Your teenager has been bugging you for an iPod or MP3 player for what seems like forever and you’ve finally decided to give in. Now what?
First thing is to choose between an iPod and any other type of digital music (MP3) player. This is ultimately a personal choice, so I’m just going to have my say and you can take it how you will.
Go with the iPod or another Apple music player (Nano, Mini, etc.).
The main reason I say this is, not surprisingly considering the topic of this blog, safety. Yes, safety.
The main reason I’d recommend the iPod over other players is the fact that it uses a fairly unique music file type. The software that it comes with it, iTunes, is designed to go with the product. It can be used to digitize your CD collection and download music from the web.
Yes, download music from the web. Here is where we start running into safety concerns.
As a parent my first thought is that I want to have some say in what my child listens to, especially if they are a pre-teen. iTunes offers several methods for paying for music and my favorite is the allowance. This means you authorize a set dollar amount, charged to your credit card or Pay Pal account, which is dedicated to music downloading. This prevents kids from getting themselves, or you, in financial trouble when they play with the new toy a little too much. It also allows you to set parental controls on what kind of music they can download; however, this feature does require the computer running the iTunes software to have Windows XP.

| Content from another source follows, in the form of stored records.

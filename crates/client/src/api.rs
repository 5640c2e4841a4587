//! REST API client for the Olive campaign backend.
//!
//! Every request carries `Authorization: Bearer <token>` taken from the
//! injected [`SessionProvider`] at send time, so a sign-in or logout takes
//! effect on the next call without rebuilding the client.

use std::sync::Arc;

use reqwest::multipart::{Form, Part};
use reqwest::{Method, RequestBuilder, StatusCode};
use serde::de::DeserializeOwned;
use serde::Deserialize;

use olive_core::call::{Call, CallAction, Transcript};
use olive_core::campaign::{Campaign, CreateCampaign, UpdateCampaign};
use olive_core::customer::{CreateCustomer, Customer, UpdateCustomer};
use olive_core::customer_set::{CustomerSet, CustomerSetUpload, UpdateCustomerSet};
use olive_core::lifecycle::{CampaignAction, ExecuteCampaignRequest, ExecuteCampaignResponse};
use olive_core::service::{CreateService, ServiceKind, ServiceRecord, UpdateService};
use olive_core::test_call::OutboundCallRequest;

use crate::error::ClientError;
use crate::session::SessionProvider;

/// HTTP client for one Olive backend.
#[derive(Clone)]
pub struct OliveApi {
    client: reqwest::Client,
    api_url: String,
    session: Arc<dyn SessionProvider>,
}

impl OliveApi {
    /// * `api_url` - Base HTTP URL, e.g. `https://api.olive.test`.
    pub fn new(api_url: impl Into<String>, session: Arc<dyn SessionProvider>) -> Self {
        Self::with_client(reqwest::Client::new(), api_url, session)
    }

    /// Create an API client reusing an existing [`reqwest::Client`].
    pub fn with_client(
        client: reqwest::Client,
        api_url: impl Into<String>,
        session: Arc<dyn SessionProvider>,
    ) -> Self {
        let api_url = api_url.into().trim_end_matches('/').to_string();
        Self {
            client,
            api_url,
            session,
        }
    }

    pub fn api_url(&self) -> &str {
        &self.api_url
    }

    /* ----------------------------------------------------------------------
       Campaigns
       ---------------------------------------------------------------------- */

    pub async fn list_campaigns(&self) -> Result<Vec<Campaign>, ClientError> {
        let response = self.request(Method::GET, "/campaigns").await.send().await?;
        Self::parse_response(response).await
    }

    pub async fn get_campaign(&self, id: &str) -> Result<Campaign, ClientError> {
        let response = self
            .request(Method::GET, &format!("/campaigns/{id}"))
            .await
            .send()
            .await?;
        Self::parse_response(response).await
    }

    pub async fn create_campaign(&self, body: &CreateCampaign) -> Result<Campaign, ClientError> {
        let response = self
            .request(Method::POST, "/campaigns")
            .await
            .json(body)
            .send()
            .await?;
        Self::parse_response(response).await
    }

    pub async fn update_campaign(
        &self,
        id: &str,
        body: &UpdateCampaign,
    ) -> Result<Campaign, ClientError> {
        let response = self
            .request(Method::PATCH, &format!("/campaigns/{id}"))
            .await
            .json(body)
            .send()
            .await?;
        Self::parse_response(response).await
    }

    pub async fn delete_campaign(&self, id: &str) -> Result<(), ClientError> {
        let response = self
            .request(Method::DELETE, &format!("/campaigns/{id}"))
            .await
            .send()
            .await?;
        Self::check_status(response).await
    }

    /// Ask the execution engine to start or stop a campaign.
    ///
    /// Sends `POST /campaigns/{id}/execute`. The returned status is the
    /// engine's, which may differ from the one requested.
    pub async fn execute_campaign(
        &self,
        id: &str,
        action: CampaignAction,
    ) -> Result<ExecuteCampaignResponse, ClientError> {
        let response = self
            .request(Method::POST, &format!("/campaigns/{id}/execute"))
            .await
            .json(&ExecuteCampaignRequest { action })
            .send()
            .await?;
        Self::parse_response(response).await
    }

    /* ----------------------------------------------------------------------
       Customer sets
       ---------------------------------------------------------------------- */

    pub async fn list_customer_sets(&self) -> Result<Vec<CustomerSet>, ClientError> {
        let response = self
            .request(Method::GET, "/customer-sets")
            .await
            .send()
            .await?;
        Self::parse_response(response).await
    }

    pub async fn get_customer_set(&self, id: &str) -> Result<CustomerSet, ClientError> {
        let response = self
            .request(Method::GET, &format!("/customer-sets/{id}"))
            .await
            .send()
            .await?;
        Self::parse_response(response).await
    }

    /// Create a customer set by uploading its file as `multipart/form-data`.
    pub async fn create_customer_set(
        &self,
        upload: &CustomerSetUpload,
    ) -> Result<CustomerSet, ClientError> {
        let mut form = Form::new();
        for (name, value) in upload.text_fields() {
            form = form.text(name, value);
        }
        let file = Part::bytes(upload.file.bytes.clone())
            .file_name(upload.file.file_name.clone())
            .mime_str(&upload.file.content_type)?;
        form = form.part("file", file);

        let response = self
            .request(Method::POST, "/customer-sets")
            .await
            .multipart(form)
            .send()
            .await?;
        Self::parse_response(response).await
    }

    pub async fn update_customer_set(
        &self,
        id: &str,
        body: &UpdateCustomerSet,
    ) -> Result<CustomerSet, ClientError> {
        let response = self
            .request(Method::PATCH, &format!("/customer-sets/{id}"))
            .await
            .json(body)
            .send()
            .await?;
        Self::parse_response(response).await
    }

    pub async fn delete_customer_set(&self, id: &str) -> Result<(), ClientError> {
        let response = self
            .request(Method::DELETE, &format!("/customer-sets/{id}"))
            .await
            .send()
            .await?;
        Self::check_status(response).await
    }

    /* ----------------------------------------------------------------------
       Customers
       ---------------------------------------------------------------------- */

    pub async fn list_customers(&self, customer_set_id: &str) -> Result<Vec<Customer>, ClientError> {
        let response = self
            .request(Method::GET, "/customers")
            .await
            .query(&[("customer_set_id", customer_set_id)])
            .send()
            .await?;
        Self::parse_response(response).await
    }

    pub async fn get_customer(&self, id: &str) -> Result<Customer, ClientError> {
        let response = self
            .request(Method::GET, &format!("/customers/{id}"))
            .await
            .send()
            .await?;
        Self::parse_response(response).await
    }

    pub async fn create_customer(&self, body: &CreateCustomer) -> Result<Customer, ClientError> {
        let response = self
            .request(Method::POST, "/customers")
            .await
            .json(body)
            .send()
            .await?;
        Self::parse_response(response).await
    }

    pub async fn update_customer(
        &self,
        id: &str,
        body: &UpdateCustomer,
    ) -> Result<Customer, ClientError> {
        let response = self
            .request(Method::PATCH, &format!("/customers/{id}"))
            .await
            .json(body)
            .send()
            .await?;
        Self::parse_response(response).await
    }

    /* ----------------------------------------------------------------------
       Calls
       ---------------------------------------------------------------------- */

    pub async fn list_calls(&self) -> Result<Vec<Call>, ClientError> {
        let response = self.request(Method::GET, "/calls").await.send().await?;
        Self::parse_response(response).await
    }

    pub async fn get_call(&self, id: &str) -> Result<Call, ClientError> {
        let response = self
            .request(Method::GET, &format!("/calls/{id}"))
            .await
            .send()
            .await?;
        Self::parse_response(response).await
    }

    /// Fetch a call's transcript. `None` when the call has none stored.
    pub async fn get_call_transcript(&self, id: &str) -> Result<Option<Transcript>, ClientError> {
        let response = self
            .request(Method::GET, &format!("/calls/{id}/transcript"))
            .await
            .send()
            .await?;
        let body: TranscriptBody = Self::parse_response(response).await?;
        Ok(body.into_text().map(|text| Transcript::parse(&text)))
    }

    /// Fetch the actions recorded during a call, oldest first.
    pub async fn get_call_actions(&self, id: &str) -> Result<Vec<CallAction>, ClientError> {
        let response = self
            .request(Method::GET, &format!("/calls/{id}/actions"))
            .await
            .send()
            .await?;
        let actions: Option<Vec<CallAction>> = Self::parse_response(response).await?;
        Ok(actions.unwrap_or_default())
    }

    /// Place a one-off test call (`POST /calls/outbound`).
    pub async fn start_outbound_call(
        &self,
        body: &OutboundCallRequest,
    ) -> Result<serde_json::Value, ClientError> {
        let response = self
            .request(Method::POST, "/calls/outbound")
            .await
            .json(body)
            .send()
            .await?;
        Self::parse_response(response).await
    }

    /* ----------------------------------------------------------------------
       Services
       ---------------------------------------------------------------------- */

    pub async fn list_services(&self, kind: ServiceKind) -> Result<Vec<ServiceRecord>, ClientError> {
        let response = self
            .request(Method::GET, &format!("/{}", kind.collection()))
            .await
            .send()
            .await?;
        Self::parse_response(response).await
    }

    pub async fn get_service(&self, kind: ServiceKind, id: &str) -> Result<ServiceRecord, ClientError> {
        let response = self
            .request(Method::GET, &format!("/{}/{id}", kind.collection()))
            .await
            .send()
            .await?;
        Self::parse_response(response).await
    }

    pub async fn create_service(
        &self,
        kind: ServiceKind,
        body: &CreateService,
    ) -> Result<ServiceRecord, ClientError> {
        let response = self
            .request(Method::POST, &format!("/{}", kind.collection()))
            .await
            .json(body)
            .send()
            .await?;
        Self::parse_response(response).await
    }

    pub async fn update_service(
        &self,
        kind: ServiceKind,
        id: &str,
        body: &UpdateService,
    ) -> Result<ServiceRecord, ClientError> {
        let response = self
            .request(Method::PATCH, &format!("/{}/{id}", kind.collection()))
            .await
            .json(body)
            .send()
            .await?;
        Self::parse_response(response).await
    }

    // ---- private helpers ----

    async fn request(&self, method: Method, path: &str) -> RequestBuilder {
        let token = self.session.access_token().await;
        tracing::debug!(%method, path, "Olive API request");
        self.client
            .request(method, format!("{}{}", self.api_url, path))
            .bearer_auth(token)
    }

    /// Map a non-2xx response to [`ClientError::Unauthorized`] (401) or
    /// [`ClientError::Api`] carrying the server's message.
    async fn ensure_success(response: reqwest::Response) -> Result<reqwest::Response, ClientError> {
        let status = response.status();
        if status == StatusCode::UNAUTHORIZED {
            return Err(ClientError::Unauthorized);
        }
        if !status.is_success() {
            let body = response
                .text()
                .await
                .unwrap_or_else(|_| "<unreadable body>".to_string());
            return Err(ClientError::Api {
                status: status.as_u16(),
                message: error_message(&body),
            });
        }
        Ok(response)
    }

    async fn parse_response<T: DeserializeOwned>(response: reqwest::Response) -> Result<T, ClientError> {
        let response = Self::ensure_success(response).await?;
        let body = response.text().await?;
        Ok(serde_json::from_str(&body)?)
    }

    async fn check_status(response: reqwest::Response) -> Result<(), ClientError> {
        Self::ensure_success(response).await?;
        Ok(())
    }
}

/// Pull a human-readable message out of an error body: the first string
/// among `detail`, `error` and `message`, else the raw body.
pub fn error_message(body: &str) -> String {
    let Ok(serde_json::Value::Object(fields)) = serde_json::from_str::<serde_json::Value>(body)
    else {
        return body.to_string();
    };
    ["detail", "error", "message"]
        .iter()
        .find_map(|key| match fields.get(*key) {
            Some(serde_json::Value::String(text)) => Some(text.clone()),
            Some(serde_json::Value::Null) | None => None,
            Some(other) => Some(other.to_string()),
        })
        .unwrap_or_else(|| body.to_string())
}

/// The transcript endpoint answers with a bare string, `null`, or
/// `{"transcript": ...}`.
#[derive(Debug, Deserialize)]
#[serde(untagged)]
enum TranscriptBody {
    Text(String),
    Wrapped {
        #[serde(default)]
        transcript: Option<String>,
    },
    Empty(()),
}

impl TranscriptBody {
    fn into_text(self) -> Option<String> {
        match self {
            TranscriptBody::Text(text) => Some(text),
            TranscriptBody::Wrapped { transcript } => transcript,
            TranscriptBody::Empty(()) => None,
        }
    }
}

#[cfg(test)]
mod tests {
    use super::*;

    #[test]
    fn error_message_prefers_detail() {
        assert_eq!(
            error_message(r#"{"detail": "Campaign not found", "message": "x"}"#),
            "Campaign not found"
        );
        assert_eq!(error_message(r#"{"error": "bad action"}"#), "bad action");
    }

    #[test]
    fn structured_detail_is_kept_as_json_text() {
        assert_eq!(
            error_message(r#"{"detail": [{"loc": ["body", "name"]}]}"#),
            r#"[{"loc":["body","name"]}]"#
        );
    }

    #[test]
    fn non_json_body_is_returned_verbatim() {
        assert_eq!(error_message("Bad Gateway"), "Bad Gateway");
        assert_eq!(error_message(r#"{"status": 500}"#), r#"{"status": 500}"#);
    }

    #[test]
    fn transcript_body_shapes() {
        let text: TranscriptBody = serde_json::from_str(r#""BOT: Hi""#).unwrap();
        assert_eq!(text.into_text().as_deref(), Some("BOT: Hi"));
        let wrapped: TranscriptBody = serde_json::from_str(r#"{"transcript": null}"#).unwrap();
        assert_eq!(wrapped.into_text(), None);
        let empty: TranscriptBody = serde_json::from_str("null").unwrap();
        assert_eq!(empty.into_text(), None);
    }
}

Since the iPod uses an unusual file type for music files it also means your kids won’t be downloading MP3s from the internet. Internet music sites, even those that declare themselves ‘Safe’ are not always so. While there are a number of legitimate sites there are even more that are not and files from these sites can have other, less pleasant, add-ons, things like ad ware, malware, and viruses.
Many teens will also be tempted by peer-to-peer music file sharing sites which carry the same risk of unwanted side effects listed above and boast the added danger of being illegal. Currently the RIAA is only pursuing p2p users who share 1000 or more audio files but that may change and no one wants to be in trouble, or have a kid in trouble, over something as simple as an audio file.
The downside to this unique file format used by an iPod is that it can sometimes be a hassle to get to your music if you want it in any other format. For example, music downloaded through iTunes can only be downloaded onto one computer. You are supposed to be able to move audio files from one authorized computer to another—you can have up to five computers authorized per iTunes account—I have personally yet to figure out how and I’ve been trying for a month or so. Downloaded music also has a cap on how many times it can be burned to a CD, so you have to burn thoughtfully.
Look hard at your options, then decide what you think is right, and safe, for you and your family.